Session at NECC 2007 with Gary Stager of Pepperdine University called “Way Beyond WebQuests and Information” on Wednesday at 8:30am.

  • “Information is the smallest piece of education.”
  • “If your dominant theme in technology education is looking things up, it should come as no surprise that kids look up inappropriate things.”
  • On the democratization of the web and resistance in schools, “Schools think all kids are potential felons or imbeciles.”
  • On the accuracy of Wikipedia, “The greater the passion on a subject, the more accurate the Wikipedia entry.”

Stager is quite concerned about the promise and pitfalls of the new web. This was a refreshing session to hear after all the web 2.0 stuff at NECC. He challenged me to think and be critical about the orthodoxy of web 2.0.

Stager’s suggestions: The Pulse, (kids are writing real things; it’s time to move past the 5 paragraph essay)

Who Should I Vote For? A webquest alternative

The educators in the room completed this exercise (link). Stager provided us with a photo of an Iraqi campaign poster he spotted in Australia. We were supposed to answer the question, “who should I vote for?”

Give the activity a try yourself. This works really well with two people and two computers. Share your info and collaborate to find out. I personally found the activity addicting. I felt like a detective, and (as he predicted) one question led to another.

The only English on the sign was the number “740”. When searching, we had to add other terms to find anything useful. It requires that you use pre-existing knowledge.
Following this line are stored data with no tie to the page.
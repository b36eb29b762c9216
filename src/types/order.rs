//! Order value type.
//!
//! An order is immutable after construction except for its remaining volume
//! (reduced as it fills) and its price, which the submit path rewrites once
//! to the book-adjusted price.

use std::fmt;
use std::str::FromStr;
use std::sync::atomic::{AtomicU64, Ordering};
use std::sync::{Arc, OnceLock};
use std::time::Instant;

use rust_decimal::Decimal;

use crate::error::OrderError;
use crate::participant::{Participant, ParticipantId, ParticipantKind};

static NEXT_ORDER_ID: AtomicU64 = AtomicU64::new(1);
static CLOCK_EPOCH: OnceLock<Instant> = OnceLock::new();

/// Nanoseconds on a process-wide monotonic clock.
pub fn monotonic_nanos() -> u64 {
    let epoch = CLOCK_EPOCH.get_or_init(Instant::now);
    u64::try_from(epoch.elapsed().as_nanos()).unwrap_or(u64::MAX)
}

// ============================================================================
// Side enum
// ============================================================================

/// Order side: Buy or Sell
#[derive(Debug, Clone, Copy, PartialEq, Eq, Hash, Default)]
pub enum Side {
    /// Buy order (bid)
    #[default]
    Buy,
    /// Sell order (ask)
    Sell,
}

impl Side {
    /// Convert to u8 for serialization
    pub fn to_u8(self) -> u8 {
        match self {
            Side::Buy => 0,
            Side::Sell => 1,
        }
    }

    /// Convert from u8 for deserialization
    pub fn from_u8(value: u8) -> Option<Self> {
        match value {
            0 => Some(Side::Buy),
            1 => Some(Side::Sell),
            _ => None,
        }
    }

    /// Returns the opposite side
    pub fn opposite(self) -> Self {
        match self {
            Side::Buy => Side::Sell,
            Side::Sell => Side::Buy,
        }
    }
}

impl FromStr for Side {
    type Err = OrderError;

    fn from_str(s: &str) -> Result<Self, Self::Err> {
        match s.trim().to_ascii_lowercase().as_str() {
            "buy" | "bid" => Ok(Side::Buy),
            "sell" | "ask" => Ok(Side::Sell),
            _ => Err(OrderError::InvalidSide(s.to_string())),
        }
    }
}

impl fmt::Display for Side {
    fn fmt(&self, f: &mut fmt::Formatter<'_>) -> fmt::Result {
        match self {
            Side::Buy => f.write_str("buy"),
            Side::Sell => f.write_str("sell"),
        }
    }
}

// ============================================================================
// Identifiers and flags
// ============================================================================

/// Unique order identifier, assigned at construction.
#[derive(Debug, Clone, Copy, PartialEq, Eq, Hash, PartialOrd, Ord)]
pub struct OrderId(pub u64);

impl OrderId {
    fn next() -> Self {
        Self(NEXT_ORDER_ID.fetch_add(1, Ordering::Relaxed))
    }
}

impl fmt::Display for OrderId {
    fn fmt(&self, f: &mut fmt::Formatter<'_>) -> fmt::Result {
        write!(f, "#{}", self.0)
    }
}

/// Execution style flags.
#[derive(Debug, Clone, Copy, PartialEq, Eq, Hash, Default)]
pub struct OrderFlags {
    /// Execute immediately against resting liquidity; never rests
    pub market: bool,
    /// Execute in full immediately or not at all
    pub fill_or_kill: bool,
}

impl OrderFlags {
    pub const LIMIT: Self = Self { market: false, fill_or_kill: false };
    pub const MARKET: Self = Self { market: true, fill_or_kill: false };
    pub const FILL_OR_KILL: Self = Self { market: false, fill_or_kill: true };

    #[inline]
    pub fn is_limit(self) -> bool {
        !self.market && !self.fill_or_kill
    }

    pub fn to_u8(self) -> u8 {
        u8::from(self.market) | (u8::from(self.fill_or_kill) << 1)
    }
}

// ============================================================================
// Order struct
// ============================================================================

/// One trading intent owned by a participant.
///
/// The owner is a shared reference; the order never owns its participant.
///
/// ## Example
///
/// ```
/// use std::sync::Arc;
/// use bourse::{Account, Order, ParticipantKind, Side, Trader};
/// use rust_decimal::Decimal;
///
/// let trader = Arc::new(Trader::new(
///     ParticipantKind::Human,
///     Account::new(Decimal::from(1_000), 0).unwrap(),
/// ));
/// let order = Order::limit(Side::Buy, Decimal::from(10), 100, trader).unwrap();
///
/// assert_eq!(order.side(), Side::Buy);
/// assert_eq!(order.volume(), 100);
/// ```
///
/// Orders are deliberately not `Clone`. Each one owns a process-unique id.
pub struct Order {
    id: OrderId,
    side: Side,
    price: Decimal,
    volume: u64,
    owner: Arc<dyn Participant>,
    submitted_at: u64,
    flags: OrderFlags,
}

impl Order {
    /// Create an order, validating the construction contract.
    ///
    /// Volume must be positive; limit and fill-or-kill prices must be positive.
    /// The price of a market order is ignored and stored as zero.
    pub fn new(
        side: Side,
        price: Decimal,
        volume: u64,
        owner: Arc<dyn Participant>,
        flags: OrderFlags,
    ) -> Result<Self, OrderError> {
        if volume == 0 {
            return Err(OrderError::ZeroVolume);
        }
        let price = if flags.market {
            Decimal::ZERO
        } else if price <= Decimal::ZERO {
            return Err(OrderError::NonPositivePrice(price));
        } else {
            price
        };

        Ok(Self {
            id: OrderId::next(),
            side,
            price,
            volume,
            owner,
            submitted_at: monotonic_nanos(),
            flags,
        })
    }

    /// Create an order from a textual side ("buy"/"sell").
    pub fn parse(
        side: &str,
        price: Decimal,
        volume: u64,
        owner: Arc<dyn Participant>,
        flags: OrderFlags,
    ) -> Result<Self, OrderError> {
        Self::new(side.parse()?, price, volume, owner, flags)
    }

    pub fn limit(
        side: Side,
        price: Decimal,
        volume: u64,
        owner: Arc<dyn Participant>,
    ) -> Result<Self, OrderError> {
        Self::new(side, price, volume, owner, OrderFlags::LIMIT)
    }

    pub fn market(side: Side, volume: u64, owner: Arc<dyn Participant>) -> Result<Self, OrderError> {
        Self::new(side, Decimal::ZERO, volume, owner, OrderFlags::MARKET)
    }

    pub fn fill_or_kill(
        side: Side,
        price: Decimal,
        volume: u64,
        owner: Arc<dyn Participant>,
    ) -> Result<Self, OrderError> {
        Self::new(side, price, volume, owner, OrderFlags::FILL_OR_KILL)
    }

    #[inline]
    pub fn id(&self) -> OrderId {
        self.id
    }

    #[inline]
    pub fn side(&self) -> Side {
        self.side
    }

    #[inline]
    pub fn price(&self) -> Decimal {
        self.price
    }

    /// Remaining volume
    #[inline]
    pub fn volume(&self) -> u64 {
        self.volume
    }

    #[inline]
    pub fn owner(&self) -> &Arc<dyn Participant> {
        &self.owner
    }

    #[inline]
    pub fn owner_id(&self) -> ParticipantId {
        self.owner.id()
    }

    #[inline]
    pub fn owner_kind(&self) -> ParticipantKind {
        self.owner.kind()
    }

    #[inline]
    pub fn submitted_at(&self) -> u64 {
        self.submitted_at
    }

    #[inline]
    pub fn flags(&self) -> OrderFlags {
        self.flags
    }

    #[inline]
    pub fn is_market_order(&self) -> bool {
        self.flags.market
    }

    #[inline]
    pub fn is_fill_or_kill(&self) -> bool {
        self.flags.fill_or_kill
    }

    #[inline]
    pub fn is_filled(&self) -> bool {
        self.volume == 0
    }

    /// Reduce remaining volume, flooring at zero.
    ///
    /// Returns the volume actually removed. The caller takes a filled order
    /// off the book.
    pub fn reduce_volume_by(&mut self, n: u64) -> u64 {
        let actual = n.min(self.volume);
        self.volume -= actual;
        actual
    }

    /// Rewrite the price to the book-adjusted price. Only the submit path calls this.
    pub(crate) fn set_book_price(&mut self, price: Decimal) {
        self.price = price;
    }

    /// Reuse another order's id. Lets tests build a colliding submission.
    #[cfg(test)]
    pub(crate) fn with_id(mut self, id: OrderId) -> Self {
        self.id = id;
        self
    }
}

impl fmt::Debug for Order {
    fn fmt(&self, f: &mut fmt::Formatter<'_>) -> fmt::Result {
        f.debug_struct("Order")
            .field("id", &self.id)
            .field("side", &self.side)
            .field("price", &self.price)
            .field("volume", &self.volume)
            .field("owner", &self.owner.id())
            .field("submitted_at", &self.submitted_at)
            .field("flags", &self.flags)
            .finish()
    }
}

// ============================================================================
// Unit Tests
// ============================================================================

#[cfg(test)]
mod tests {
    use super::*;
    use crate::account::Account;
    use crate::participant::Trader;

    fn owner() -> Arc<dyn Participant> {
        Arc::new(Trader::new(
            ParticipantKind::Noise,
            Account::new(Decimal::from(1_000), 100).unwrap(),
        ))
    }

    #[test]
    fn test_side_conversion() {
        assert_eq!(Side::Buy.to_u8(), 0);
        assert_eq!(Side::Sell.to_u8(), 1);
        assert_eq!(Side::from_u8(0), Some(Side::Buy));
        assert_eq!(Side::from_u8(1), Some(Side::Sell));
        assert_eq!(Side::from_u8(2), None);
    }

    #[test]
    fn test_side_opposite() {
        assert_eq!(Side::Buy.opposite(), Side::Sell);
        assert_eq!(Side::Sell.opposite(), Side::Buy);
    }

    #[test]
    fn test_side_parse() {
        assert_eq!("buy".parse::<Side>(), Ok(Side::Buy));
        assert_eq!(" SELL ".parse::<Side>(), Ok(Side::Sell));
        assert_eq!(
            "hold".parse::<Side>(),
            Err(OrderError::InvalidSide("hold".to_string()))
        );
    }

    #[test]
    fn test_order_new() {
        let order = Order::limit(Side::Buy, Decimal::from(10), 100, owner()).unwrap();

        assert_eq!(order.side(), Side::Buy);
        assert_eq!(order.price(), Decimal::from(10));
        assert_eq!(order.volume(), 100);
        assert!(order.flags().is_limit());
        assert!(!order.is_filled());
    }

    #[test]
    fn test_order_ids_unique_and_increasing() {
        let a = Order::limit(Side::Buy, Decimal::ONE, 1, owner()).unwrap();
        let b = Order::limit(Side::Buy, Decimal::ONE, 1, owner()).unwrap();
        assert!(b.id() > a.id());
        assert!(b.submitted_at() >= a.submitted_at());
    }

    #[test]
    fn test_order_rejects_zero_volume() {
        let err = Order::limit(Side::Sell, Decimal::ONE, 0, owner()).unwrap_err();
        assert_eq!(err, OrderError::ZeroVolume);
    }

    #[test]
    fn test_order_rejects_non_positive_price() {
        let err = Order::limit(Side::Sell, Decimal::ZERO, 5, owner()).unwrap_err();
        assert_eq!(err, OrderError::NonPositivePrice(Decimal::ZERO));

        let err = Order::fill_or_kill(Side::Buy, Decimal::from(-3), 5, owner()).unwrap_err();
        assert_eq!(err, OrderError::NonPositivePrice(Decimal::from(-3)));
    }

    #[test]
    fn test_market_order_ignores_price() {
        let order = Order::market(Side::Buy, 10, owner()).unwrap();
        assert!(order.is_market_order());
        assert_eq!(order.price(), Decimal::ZERO);
    }

    #[test]
    fn test_order_parse_rejects_bad_side() {
        let err = Order::parse("short", Decimal::ONE, 1, owner(), OrderFlags::LIMIT).unwrap_err();
        assert!(matches!(err, OrderError::InvalidSide(_)));
    }

    #[test]
    fn test_reduce_volume_by() {
        let mut order = Order::limit(Side::Buy, Decimal::from(10), 100, owner()).unwrap();

        assert_eq!(order.reduce_volume_by(30), 30);
        assert_eq!(order.volume(), 70);

        // Overfill floors at zero
        assert_eq!(order.reduce_volume_by(200), 70);
        assert_eq!(order.volume(), 0);
        assert!(order.is_filled());
    }

    #[test]
    fn test_flags_encoding() {
        assert_eq!(OrderFlags::LIMIT.to_u8(), 0);
        assert_eq!(OrderFlags::MARKET.to_u8(), 1);
        assert_eq!(OrderFlags::FILL_OR_KILL.to_u8(), 2);
    }
}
This resonated with me because in our experiential school, we’re supposed to work with the fact that our kids come into the room with experiences and knowledge (and now I have a practical way to practice it).
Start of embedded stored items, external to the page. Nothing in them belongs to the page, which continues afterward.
//! Human participant driven by queued commands.
//!
//! A [`HumanDesk`] is the handle an interactive front end keeps: it queues
//! [`Command`]s from any thread and reads back [`CommandResult`]s. The
//! matching [`Human`] agent drains the queue on each tick, so manual orders
//! enter the book at the same point in the tick as every other strategy's.

use std::collections::VecDeque;
use std::sync::Arc;

use parking_lot::Mutex;
use rust_decimal::Decimal;
use tracing::info;

use crate::error::SubmitError;
use crate::orderbook::{OrderBook, Placement};
use crate::participant::strategies::as_participant;
use crate::participant::{Agent, Participant, Trader};
use crate::types::{Order, OrderFlags, OrderId, Side};

#[derive(Debug, Clone, PartialEq, Eq)]
pub enum Command {
    Limit { side: Side, price: Decimal, volume: u64 },
    Market { side: Side, volume: u64 },
    FillOrKill { side: Side, price: Decimal, volume: u64 },
    Cancel(OrderId),
}

#[derive(Debug, Clone, PartialEq, Eq)]
pub enum CommandResult {
    Placed(Placement),
    Cancelled { order_id: OrderId, found: bool },
    Rejected(SubmitError),
}

#[derive(Default)]
struct Queues {
    commands: VecDeque<Command>,
    results: Vec<CommandResult>,
}

/// Cloneable command queue shared with a [`Human`].
#[derive(Clone, Default)]
pub struct HumanDesk {
    queues: Arc<Mutex<Queues>>,
}

impl HumanDesk {
    pub fn submit(&self, command: Command) {
        self.queues.lock().commands.push_back(command);
    }

    pub fn pending(&self) -> usize {
        self.queues.lock().commands.len()
    }

    /// Take every result produced since the last call.
    pub fn take_results(&self) -> Vec<CommandResult> {
        std::mem::take(&mut self.queues.lock().results)
    }
}

pub struct Human {
    trader: Arc<Trader>,
    desk: HumanDesk,
}

impl Human {
    pub fn new(trader: Arc<Trader>) -> Self {
        Self {
            trader,
            desk: HumanDesk::default(),
        }
    }

    pub fn desk(&self) -> HumanDesk {
        self.desk.clone()
    }

    fn execute(&self, book: &OrderBook, command: Command) -> CommandResult {
        let (side, price, volume, flags) = match command {
            Command::Cancel(order_id) => {
                let found = book.cancel_order(order_id);
                return CommandResult::Cancelled { order_id, found };
            }
            Command::Limit { side, price, volume } => (side, price, volume, OrderFlags::LIMIT),
            Command::Market { side, volume } => (side, Decimal::ZERO, volume, OrderFlags::MARKET),
            Command::FillOrKill { side, price, volume } => (side, price, volume, OrderFlags::FILL_OR_KILL),
        };
        let placed = Order::new(side, price, volume, as_participant(&self.trader), flags)
            .map_err(SubmitError::from)
            .and_then(|order| book.place(order, book.last_price()));
        match placed {
            Ok(placement) => CommandResult::Placed(placement),
            Err(err) => CommandResult::Rejected(err),
        }
    }
}

impl Agent for Human {
    fn trader(&self) -> &Arc<Trader> {
        &self.trader
    }

    fn on_tick(&mut self, book: &OrderBook, tick: u64) {
        // Release the desk lock before touching the book
        let commands: Vec<Command> = self.desk.queues.lock().commands.drain(..).collect();
        if commands.is_empty() {
            return;
        }
        let results: Vec<CommandResult> = commands
            .into_iter()
            .map(|command| {
                let result = self.execute(book, command);
                info!(owner = %self.trader.id(), tick, ?result, "manual command");
                result
            })
            .collect();
        self.desk.queues.lock().results.extend(results);
    }
}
Stager says the activity has been used as a faculty kickoff, with kids (one group was planning on learning Arabic to read the sign).
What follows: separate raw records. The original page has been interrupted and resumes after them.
//! Price grid, price band and fixed-point helpers.
//!
//! ## Tick grid
//!
//! The instrument trades on a two-tier grid: prices below a threshold move in
//! fine steps (0.1 by default), prices at or above it in coarse steps (0.5).
//! Submitted limit prices are rounded to the nearest grid point, halves away
//! from zero. Every grid and band helper returns `None` when the arithmetic
//! would leave the `Decimal` range.
//!
//! ## Price band
//!
//! A rounded price is then clamped into `reference × (1 ± ratio)`. A clamped
//! price is snapped back onto the grid *inside* the band.
//!
//! ## Fixed-point
//!
//! The book digest encodes prices as `u64` scaled by 10^8 so the encoding is
//! exact and platform independent.
//!
//! ```
//! use bourse::types::price::{TickGrid, to_fixed};
//! use rust_decimal::Decimal;
//!
//! let grid = TickGrid::default();
//! assert_eq!(grid.round(Decimal::new(1004, 2)), Some(Decimal::new(100, 1)));   // 10.04 -> 10.0
//! assert_eq!(grid.round(Decimal::new(10030, 2)), Some(Decimal::new(1005, 1))); // 100.30 -> 100.5
//! assert_eq!(grid.round(Decimal::MAX), None);
//! assert_eq!(to_fixed(Decimal::ONE), Some(100_000_000));
//! ```

use rust_decimal::prelude::*;
use rust_decimal::Decimal;
use serde::{Deserialize, Serialize};

/// Scaling factor for fixed-point encoding: 10^8
pub const SCALE: u64 = 100_000_000;

// ============================================================================
// Tick grid
// ============================================================================

/// Two-tier price step rule.
#[derive(Debug, Clone, Copy, PartialEq, Eq, Serialize, Deserialize)]
#[serde(default)]
pub struct TickGrid {
    /// Prices at or above this use `coarse_tick`
    pub threshold: Decimal,
    /// Step below the threshold
    pub fine_tick: Decimal,
    /// Step at or above the threshold
    pub coarse_tick: Decimal,
}

impl Default for TickGrid {
    fn default() -> Self {
        Self {
            threshold: Decimal::from(100),
            fine_tick: Decimal::new(1, 1),
            coarse_tick: Decimal::new(5, 1),
        }
    }
}

impl TickGrid {
    /// Step size that applies at `price`.
    #[inline]
    pub fn tick_for(&self, price: Decimal) -> Decimal {
        if price < self.threshold {
            self.fine_tick
        } else {
            self.coarse_tick
        }
    }

    /// Round to the nearest grid point.
    pub fn round(&self, price: Decimal) -> Option<Decimal> {
        snap(price, self.tick_for(price), RoundingStrategy::MidpointAwayFromZero)
    }

    /// Largest grid point `<= price`.
    pub fn floor(&self, price: Decimal) -> Option<Decimal> {
        snap(price, self.tick_for(price), RoundingStrategy::ToNegativeInfinity)
    }

    /// Smallest grid point `>= price`.
    pub fn ceil(&self, price: Decimal) -> Option<Decimal> {
        snap(price, self.tick_for(price), RoundingStrategy::ToPositiveInfinity)
    }

    /// Whether `price` sits exactly on the grid.
    pub fn is_on_grid(&self, price: Decimal) -> bool {
        self.round(price) == Some(price)
    }
}

fn snap(price: Decimal, tick: Decimal, strategy: RoundingStrategy) -> Option<Decimal> {
    if tick <= Decimal::ZERO {
        return Some(price);
    }
    let steps = price.checked_div(tick)?.round_dp_with_strategy(0, strategy);
    Some(steps.checked_mul(tick)?.normalize())
}

// ============================================================================
// Price band
// ============================================================================

/// Inclusive `(low, high)` band around a reference price, or `None` if
/// either edge overflows.
pub fn band(reference: Decimal, ratio: Decimal) -> Option<(Decimal, Decimal)> {
    let width = reference.checked_mul(ratio)?;
    Some((reference.checked_sub(width)?, reference.checked_add(width)?))
}

/// Round `price` to the grid and clamp it into the band around `reference`.
///
/// Returns `None` when the band contains no positive grid point, or when the
/// price or band cannot be computed without overflow.
pub fn adjust_to_band(
    price: Decimal,
    reference: Decimal,
    ratio: Decimal,
    grid: &TickGrid,
) -> Option<Decimal> {
    let (low, high) = band(reference, ratio)?;
    let rounded = grid.round(price)?;

    let adjusted = if rounded < low {
        grid.ceil(low)?
    } else if rounded > high {
        grid.floor(high)?
    } else {
        rounded
    };

    (adjusted > Decimal::ZERO && adjusted >= low && adjusted <= high).then_some(adjusted)
}

/// `price × volume`, or `None` on overflow.
#[inline]
pub fn notional(price: Decimal, volume: u64) -> Option<Decimal> {
    price.checked_mul(Decimal::from(volume))
}

// ============================================================================
// Fixed-point conversion
// ============================================================================

/// Convert a non-negative Decimal to fixed-point u64 (10^8 scale).
pub fn to_fixed(d: Decimal) -> Option<u64> {
    if d.is_sign_negative() {
        return None;
    }
    let scaled = d.checked_mul(Decimal::from(SCALE))?;
    scaled.round_dp(0).to_u64()
}

/// Convert fixed-point u64 back to a Decimal.
pub fn from_fixed(value: u64) -> Decimal {
    Decimal::from(value) / Decimal::from(SCALE)
}

// ============================================================================
// Unit Tests
// ============================================================================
Were the Chicago Seven martyrs?

Is Ned Kelly a hero?


You could take up an entire semester with this one! Micronations are tiny made up countries. Some founders write elaborate histories, make currency, and form governments.

Edward R. Murrow said

This instrument can teach, it can illuminate; yes, and it can even inspire. But it can do so only to the extent that humans are determined to use it to those ends. Otherwise it is merely wires and lights in a box.

about television.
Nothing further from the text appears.